Nuances of Independence for bit operations

arcfide · March 25, 2016, 3:38am

I am trying to make decisions about algorithms for some parallel bit operations that I want to do. I am performing a set of bit operations on a bitvector, and I have the choice of iterating over the source or the target bit array. Iterating over the target array makes it easy to ensure that the loop is independent, since each iteration will write to a single element in the bit array without interference from the other loops. This could lead to unfavorable memory access patterns in the reads, however.

I was thinking about comparing the performance between the source and target iteration, except that it is not clear that source-centric iteration is necessarily correct in this case, depending on the semantics of OpenACC, which are not clear to me in this case.

Basically, for a given source element A, representing a chunk of a bit vector, we will store that array into potentially two target chunks, C and D. The next source element B will do the same, but may write to a different segment of C or D. Thus, there is a write interference at the byte level, but not at the bit level. Assuming that each assignment to C and D is atomic, then there is no interference, as the two operations performed on C/D will be independent of one another at the bit level, despite both writing to C/D. However, it is not clear to me that OpenACC guarantees these operations will be atomic, and thus, it seems possible to me that there could be a race condition on these operations.

So, if I have two different iterations that are writing to the same byte, but one only changes some of the bits, while the other changes the other bits, but neither interferes at the bit level, is this safe to do, or will I get a race condition, thus necessitating that I handle each target byte independently from the others (target-centric iterations instead of the source-centric iteration)?

MatColgrove · March 28, 2016, 4:55pm

Hi Aaron,

This really isn’t an OpenACC issue, rather it has to do with the smallest addressable memory unit of the architecture (CPU or GPU). So yes while each thread changes only a single bit, each must read/write at least a byte thus creating a dependency.
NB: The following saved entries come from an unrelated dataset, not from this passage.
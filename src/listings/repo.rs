use std::collections::HashMap;
use std::sync::Arc;

use async_trait::async_trait;
use sqlx::PgPool;
use time::OffsetDateTime;
use tokio::sync::RwLock;
use uuid::Uuid;

use super::repo_types::{Listing, ListingChanges, ListingRow, ListingStatus, NewListing};
use crate::error::MarketResult;

/// Persistence boundary for listings. Every listing method that returns a
/// collection orders it newest first.
#[async_trait]
pub trait ListingStore: Send + Sync {
    async fn find(&self, id: Uuid) -> MarketResult<Option<Listing>>;

    async fn find_by_owner(&self, owner_id: Uuid) -> MarketResult<Vec<Listing>>;

    async fn list_by_status(&self, status: ListingStatus) -> MarketResult<Vec<Listing>>;

    /// Stores the listing as `pending` with an empty message.
    async fn create(&self, new: NewListing) -> MarketResult<Listing>;

    async fn update(&self, id: Uuid, changes: ListingChanges) -> MarketResult<Option<Listing>>;

    async fn delete(&self, id: Uuid) -> MarketResult<bool>;

    async fn list_all(&self) -> MarketResult<Vec<Listing>>;
}

fn newest_first(listings: &mut [Listing]) {
    listings.sort_by(|a, b| b.created_at.cmp(&a.created_at).then(a.id.cmp(&b.id)));
}

const LISTING_COLUMNS: &str =
    "id, name, description, price, category, owner_id, status, message, images, created_at";

#[derive(Clone)]
pub struct PgListingStore {
    db: PgPool,
}

impl PgListingStore {
    pub fn new(db: PgPool) -> Self {
        Self { db }
    }

    async fn fetch_many(&self, sql: &str, bind: Option<&str>) -> MarketResult<Vec<Listing>> {
        let mut query = sqlx::query_as::<_, ListingRow>(sql);
        if let Some(value) = bind {
            query = query.bind(value);
        }
        let rows = query.fetch_all(&self.db).await?;
        rows.into_iter().map(Listing::try_from).collect()
    }
}

#[async_trait]
impl ListingStore for PgListingStore {
    async fn find(&self, id: Uuid) -> MarketResult<Option<Listing>> {
        let row = sqlx::query_as::<_, ListingRow>(&format!(
            "SELECT {LISTING_COLUMNS} FROM listings WHERE id = $1"
        ))
        .bind(id)
        .fetch_optional(&self.db)
        .await?;
        row.map(Listing::try_from).transpose()
    }

    async fn find_by_owner(&self, owner_id: Uuid) -> MarketResult<Vec<Listing>> {
        let rows = sqlx::query_as::<_, ListingRow>(&format!(
            "SELECT {LISTING_COLUMNS} FROM listings WHERE owner_id = $1 \
             ORDER BY created_at DESC, id ASC"
        ))
        .bind(owner_id)
        .fetch_all(&self.db)
        .await?;
        rows.into_iter().map(Listing::try_from).collect()
    }

    async fn list_by_status(&self, status: ListingStatus) -> MarketResult<Vec<Listing>> {
        let sql = format!(
            "SELECT {LISTING_COLUMNS} FROM listings WHERE status = $1 \
             ORDER BY created_at DESC, id ASC"
        );
        self.fetch_many(&sql, Some(status.as_str())).await
    }

    async fn create(&self, new: NewListing) -> MarketResult<Listing> {
        let row = sqlx::query_as::<_, ListingRow>(&format!(
            r#"
            INSERT INTO listings (id, name, description, price, category, owner_id, status, message, images)
            VALUES ($1, $2, $3, $4, $5, $6, 'pending', '', $7)
            RETURNING {LISTING_COLUMNS}
            "#
        ))
        .bind(Uuid::new_v4())
        .bind(&new.name)
        .bind(&new.description)
        .bind(new.price)
        .bind(&new.category)
        .bind(new.owner_id)
        .bind(&new.images)
        .fetch_one(&self.db)
        .await?;
        Listing::try_from(row)
    }

    async fn update(&self, id: Uuid, changes: ListingChanges) -> MarketResult<Option<Listing>> {
        let row = sqlx::query_as::<_, ListingRow>(&format!(
            r#"
            UPDATE listings
               SET name     = COALESCE($2, name),
                   category = COALESCE($3, category),
                   price    = COALESCE($4, price),
                   status   = COALESCE($5, status),
                   message  = COALESCE($6, message)
             WHERE id = $1
            RETURNING {LISTING_COLUMNS}
            "#
        ))
        .bind(id)
        .bind(changes.name)
        .bind(changes.category)
        .bind(changes.price)
        .bind(changes.status.map(|s| s.as_str()))
        .bind(changes.message)
        .fetch_optional(&self.db)
        .await?;
        row.map(Listing::try_from).transpose()
    }

    async fn delete(&self, id: Uuid) -> MarketResult<bool> {
        let result = sqlx::query("DELETE FROM listings WHERE id = $1")
            .bind(id)
            .execute(&self.db)
            .await?;
        Ok(result.rows_affected() > 0)
    }

    async fn list_all(&self) -> MarketResult<Vec<Listing>> {
        let sql = format!("SELECT {LISTING_COLUMNS} FROM listings ORDER BY created_at DESC, id ASC");
        self.fetch_many(&sql, None).await
    }
}

#[derive(Debug, Default, Clone)]
pub struct InMemoryListingStore {
    listings: Arc<RwLock<HashMap<Uuid, Listing>>>,
}

impl InMemoryListingStore {
    pub fn new() -> Self {
        Self::default()
    }

    async fn collect(&self, keep: impl Fn(&Listing) -> bool) -> Vec<Listing> {
        let mut out: Vec<Listing> = self
            .listings
            .read()
            .await
            .values()
            .filter(|l| keep(l))
            .cloned()
            .collect();
        newest_first(&mut out);
        out
    }
}

#[async_trait]
impl ListingStore for InMemoryListingStore {
    async fn find(&self, id: Uuid) -> MarketResult<Option<Listing>> {
        Ok(self.listings.read().await.get(&id).cloned())
    }

    async fn find_by_owner(&self, owner_id: Uuid) -> MarketResult<Vec<Listing>> {
        Ok(self.collect(|l| l.owner_id == owner_id).await)
    }

    async fn list_by_status(&self, status: ListingStatus) -> MarketResult<Vec<Listing>> {
        Ok(self.collect(|l| l.status == status).await)
    }

    async fn create(&self, new: NewListing) -> MarketResult<Listing> {
        let listing = Listing {
            id: Uuid::new_v4(),
            name: new.name,
            description: new.description,
            price: new.price,
            category: new.category,
            owner_id: new.owner_id,
            status: ListingStatus::Pending,
            message: String::new(),
            images: new.images,
            created_at: OffsetDateTime::now_utc(),
        };
        self.listings.write().await.insert(listing.id, listing.clone());
        Ok(listing)
    }

    async fn update(&self, id: Uuid, changes: ListingChanges) -> MarketResult<Option<Listing>> {
        let mut listings = self.listings.write().await;
        let Some(listing) = listings.get_mut(&id) else {
            return Ok(None);
        };
        changes.apply(listing);
        Ok(Some(listing.clone()))
    }

    async fn delete(&self, id: Uuid) -> MarketResult<bool> {
        Ok(self.listings.write().await.remove(&id).is_some())
    }

    async fn list_all(&self) -> MarketResult<Vec<Listing>> {
        Ok(self.collect(|_| true).await)
    }
}

#[cfg(test)]
mod tests {
    use super::*;

    fn submission(owner_id: Uuid, name: &str) -> NewListing {
        NewListing {
            name: name.into(),
            description: "desc".into(),
            price: 12.5,
            category: "decor".into(),
            owner_id,
            images: vec!["https://cdn.example/x.jpg".into()],
        }
    }

    #[tokio::test]
    async fn create_always_starts_pending_with_empty_message() {
        let store = InMemoryListingStore::new();
        let listing = store.create(submission(Uuid::new_v4(), "Vase")).await.unwrap();
        assert_eq!(listing.status, ListingStatus::Pending);
        assert_eq!(listing.message, "");
        assert_eq!(store.find(listing.id).await.unwrap(), Some(listing));
    }

    #[tokio::test]
    async fn owner_and_status_scoped_reads() {
        let store = InMemoryListingStore::new();
        let alice = Uuid::new_v4();
        let bob = Uuid::new_v4();
        let a1 = store.create(submission(alice, "a1")).await.unwrap();
        store.create(submission(bob, "b1")).await.unwrap();

        let changes = ListingChanges {
            status: Some(ListingStatus::Approved),
            ..Default::default()
        };
        store.update(a1.id, changes).await.unwrap();

        let mine = store.find_by_owner(alice).await.unwrap();
        assert_eq!(mine.len(), 1);
        assert_eq!(mine[0].id, a1.id);

        let approved = store.list_by_status(ListingStatus::Approved).await.unwrap();
        assert_eq!(approved.len(), 1);
        assert_eq!(approved[0].name, "a1");
    }

    #[tokio::test]
    async fn delete_missing_leaves_store_untouched() {
        let store = InMemoryListingStore::new();
        store.create(submission(Uuid::new_v4(), "keep")).await.unwrap();
        assert!(!store.delete(Uuid::new_v4()).await.unwrap());
        assert_eq!(store.list_all().await.unwrap().len(), 1);
    }
}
How big are the bitvectors? Could you use an array of “char” or “integer(1)” instead? You’d increase your memory usage but allow parallel access of the array.

Mat

arcfide · March 28, 2016, 6:59pm

Thanks for the information. I was hoping that somehow there would be a way to ensure that the operations could be made atomic or the like without overhead, but it appears that I have to organize my loop by writes rather than reads.

It’s not possible in this case for me to use just bytes instead of bits, as the compact representation is important.